Records from a dataset

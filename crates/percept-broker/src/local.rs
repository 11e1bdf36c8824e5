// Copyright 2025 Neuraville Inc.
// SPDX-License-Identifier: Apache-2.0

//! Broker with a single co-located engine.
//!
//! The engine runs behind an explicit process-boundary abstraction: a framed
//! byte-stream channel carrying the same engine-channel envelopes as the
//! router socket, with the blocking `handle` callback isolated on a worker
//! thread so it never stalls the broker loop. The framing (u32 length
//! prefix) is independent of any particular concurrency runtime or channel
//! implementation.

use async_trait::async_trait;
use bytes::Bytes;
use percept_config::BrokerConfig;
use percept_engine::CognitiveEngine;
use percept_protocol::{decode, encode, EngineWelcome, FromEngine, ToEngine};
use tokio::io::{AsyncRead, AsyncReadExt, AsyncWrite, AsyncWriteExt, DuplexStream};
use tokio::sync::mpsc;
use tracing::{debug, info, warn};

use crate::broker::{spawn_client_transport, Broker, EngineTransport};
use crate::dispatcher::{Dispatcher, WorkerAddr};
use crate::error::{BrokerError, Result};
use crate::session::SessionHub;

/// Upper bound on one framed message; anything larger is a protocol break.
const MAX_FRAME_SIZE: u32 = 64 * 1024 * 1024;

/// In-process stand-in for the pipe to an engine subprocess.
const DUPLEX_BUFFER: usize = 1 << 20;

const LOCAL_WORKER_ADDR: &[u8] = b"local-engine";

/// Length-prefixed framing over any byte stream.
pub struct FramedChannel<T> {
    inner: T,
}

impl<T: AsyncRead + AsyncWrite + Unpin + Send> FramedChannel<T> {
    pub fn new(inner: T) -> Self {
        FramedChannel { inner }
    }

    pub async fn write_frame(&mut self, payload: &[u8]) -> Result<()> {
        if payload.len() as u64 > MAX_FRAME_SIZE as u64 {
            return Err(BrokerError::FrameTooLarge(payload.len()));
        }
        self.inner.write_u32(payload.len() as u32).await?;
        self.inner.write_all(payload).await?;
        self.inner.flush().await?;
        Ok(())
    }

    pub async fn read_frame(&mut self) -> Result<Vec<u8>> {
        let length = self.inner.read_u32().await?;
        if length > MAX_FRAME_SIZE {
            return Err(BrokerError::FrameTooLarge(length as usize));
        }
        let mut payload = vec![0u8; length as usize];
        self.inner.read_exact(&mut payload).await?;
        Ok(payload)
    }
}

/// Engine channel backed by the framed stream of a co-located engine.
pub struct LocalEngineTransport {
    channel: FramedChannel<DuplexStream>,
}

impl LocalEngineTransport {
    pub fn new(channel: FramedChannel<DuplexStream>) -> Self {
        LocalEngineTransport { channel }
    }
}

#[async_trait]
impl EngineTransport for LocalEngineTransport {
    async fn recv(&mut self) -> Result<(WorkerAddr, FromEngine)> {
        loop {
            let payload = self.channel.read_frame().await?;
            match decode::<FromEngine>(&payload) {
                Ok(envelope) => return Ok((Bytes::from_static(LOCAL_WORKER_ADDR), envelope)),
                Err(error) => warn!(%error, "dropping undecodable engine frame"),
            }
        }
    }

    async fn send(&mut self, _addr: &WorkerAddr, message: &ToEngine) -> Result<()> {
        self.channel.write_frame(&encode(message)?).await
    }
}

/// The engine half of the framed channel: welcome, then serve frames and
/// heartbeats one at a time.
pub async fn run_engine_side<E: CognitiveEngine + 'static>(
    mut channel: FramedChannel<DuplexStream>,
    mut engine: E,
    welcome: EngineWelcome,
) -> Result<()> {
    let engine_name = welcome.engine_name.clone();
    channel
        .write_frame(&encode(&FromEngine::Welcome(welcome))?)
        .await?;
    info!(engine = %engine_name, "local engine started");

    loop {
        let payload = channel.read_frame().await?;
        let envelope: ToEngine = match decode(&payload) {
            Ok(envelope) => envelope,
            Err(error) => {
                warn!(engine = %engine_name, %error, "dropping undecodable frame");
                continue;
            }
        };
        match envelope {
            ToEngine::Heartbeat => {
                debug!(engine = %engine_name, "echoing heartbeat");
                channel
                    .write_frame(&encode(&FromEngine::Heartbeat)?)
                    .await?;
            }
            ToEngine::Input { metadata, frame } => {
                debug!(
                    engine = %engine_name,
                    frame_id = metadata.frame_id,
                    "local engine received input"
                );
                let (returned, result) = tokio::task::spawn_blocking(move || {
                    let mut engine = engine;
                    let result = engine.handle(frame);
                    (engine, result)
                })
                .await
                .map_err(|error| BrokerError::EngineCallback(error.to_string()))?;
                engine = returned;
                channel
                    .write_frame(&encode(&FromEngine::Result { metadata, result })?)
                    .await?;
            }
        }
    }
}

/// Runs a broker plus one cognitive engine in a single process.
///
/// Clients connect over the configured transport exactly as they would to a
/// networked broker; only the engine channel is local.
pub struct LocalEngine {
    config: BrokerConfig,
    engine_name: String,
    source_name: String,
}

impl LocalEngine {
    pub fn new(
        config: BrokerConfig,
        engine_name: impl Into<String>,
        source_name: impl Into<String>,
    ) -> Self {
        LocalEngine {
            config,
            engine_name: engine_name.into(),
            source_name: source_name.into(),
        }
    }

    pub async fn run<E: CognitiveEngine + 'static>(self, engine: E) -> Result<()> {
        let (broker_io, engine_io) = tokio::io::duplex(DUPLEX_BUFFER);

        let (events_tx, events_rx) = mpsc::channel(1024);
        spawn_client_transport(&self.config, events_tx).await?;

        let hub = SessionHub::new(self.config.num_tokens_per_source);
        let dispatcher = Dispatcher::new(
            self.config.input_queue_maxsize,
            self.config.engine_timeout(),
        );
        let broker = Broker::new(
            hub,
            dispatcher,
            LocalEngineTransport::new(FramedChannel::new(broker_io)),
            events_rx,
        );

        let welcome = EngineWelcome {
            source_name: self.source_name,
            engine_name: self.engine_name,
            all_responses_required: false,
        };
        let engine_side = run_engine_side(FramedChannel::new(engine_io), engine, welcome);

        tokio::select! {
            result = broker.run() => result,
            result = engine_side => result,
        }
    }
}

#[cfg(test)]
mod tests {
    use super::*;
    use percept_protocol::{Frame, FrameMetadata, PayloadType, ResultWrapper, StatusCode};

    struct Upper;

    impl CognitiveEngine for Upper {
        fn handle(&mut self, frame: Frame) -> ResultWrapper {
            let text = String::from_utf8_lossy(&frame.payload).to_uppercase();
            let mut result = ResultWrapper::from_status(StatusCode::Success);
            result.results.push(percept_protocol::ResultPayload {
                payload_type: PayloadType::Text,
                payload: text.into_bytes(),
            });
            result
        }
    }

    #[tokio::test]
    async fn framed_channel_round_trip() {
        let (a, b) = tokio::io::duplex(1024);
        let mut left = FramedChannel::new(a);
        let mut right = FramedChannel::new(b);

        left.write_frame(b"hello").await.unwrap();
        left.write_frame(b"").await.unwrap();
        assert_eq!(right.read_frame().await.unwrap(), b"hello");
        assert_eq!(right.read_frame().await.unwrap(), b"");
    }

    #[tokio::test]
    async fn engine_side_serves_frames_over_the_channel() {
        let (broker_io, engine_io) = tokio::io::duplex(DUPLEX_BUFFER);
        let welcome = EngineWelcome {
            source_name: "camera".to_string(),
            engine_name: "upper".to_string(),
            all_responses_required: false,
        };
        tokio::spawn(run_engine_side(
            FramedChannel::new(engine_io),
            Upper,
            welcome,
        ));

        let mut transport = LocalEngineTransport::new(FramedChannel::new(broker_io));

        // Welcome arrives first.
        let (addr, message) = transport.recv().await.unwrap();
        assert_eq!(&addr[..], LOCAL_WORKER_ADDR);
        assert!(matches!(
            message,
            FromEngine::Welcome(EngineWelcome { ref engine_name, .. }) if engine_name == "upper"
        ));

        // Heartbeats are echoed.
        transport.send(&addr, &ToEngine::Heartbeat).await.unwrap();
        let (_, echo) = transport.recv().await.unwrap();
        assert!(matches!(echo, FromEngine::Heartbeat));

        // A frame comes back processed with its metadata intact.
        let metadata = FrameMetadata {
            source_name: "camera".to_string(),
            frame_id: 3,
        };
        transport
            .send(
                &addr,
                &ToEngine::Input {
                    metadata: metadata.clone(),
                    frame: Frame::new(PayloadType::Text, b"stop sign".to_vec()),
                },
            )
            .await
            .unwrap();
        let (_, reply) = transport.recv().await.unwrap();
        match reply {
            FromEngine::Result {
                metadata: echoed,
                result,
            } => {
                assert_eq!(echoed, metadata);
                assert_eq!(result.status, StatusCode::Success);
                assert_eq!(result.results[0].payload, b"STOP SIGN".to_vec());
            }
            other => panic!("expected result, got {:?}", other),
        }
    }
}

Instructions for the task: Set down only the lines above that fall between the line holding "let (events_tx, events_rx)" and the line holding "run_engine_side(FramedChannel::new(engine_io), engine, welcome);", inclusive, keeping each exact.

Answer to this task:
        let (events_tx, events_rx) = mpsc::channel(1024);
        spawn_client_transport(&self.config, events_tx).await?;

        let hub = SessionHub::new(self.config.num_tokens_per_source);
        let dispatcher = Dispatcher::new(
            self.config.input_queue_maxsize,
            self.config.engine_timeout(),
        );
        let broker = Broker::new(
            hub,
            dispatcher,
            LocalEngineTransport::new(FramedChannel::new(broker_io)),
            events_rx,
        );

        let welcome = EngineWelcome {
            source_name: self.source_name,
            engine_name: self.engine_name,
            all_responses_required: false,
        };
        let engine_side = run_engine_side(FramedChannel::new(engine_io), engine, welcome);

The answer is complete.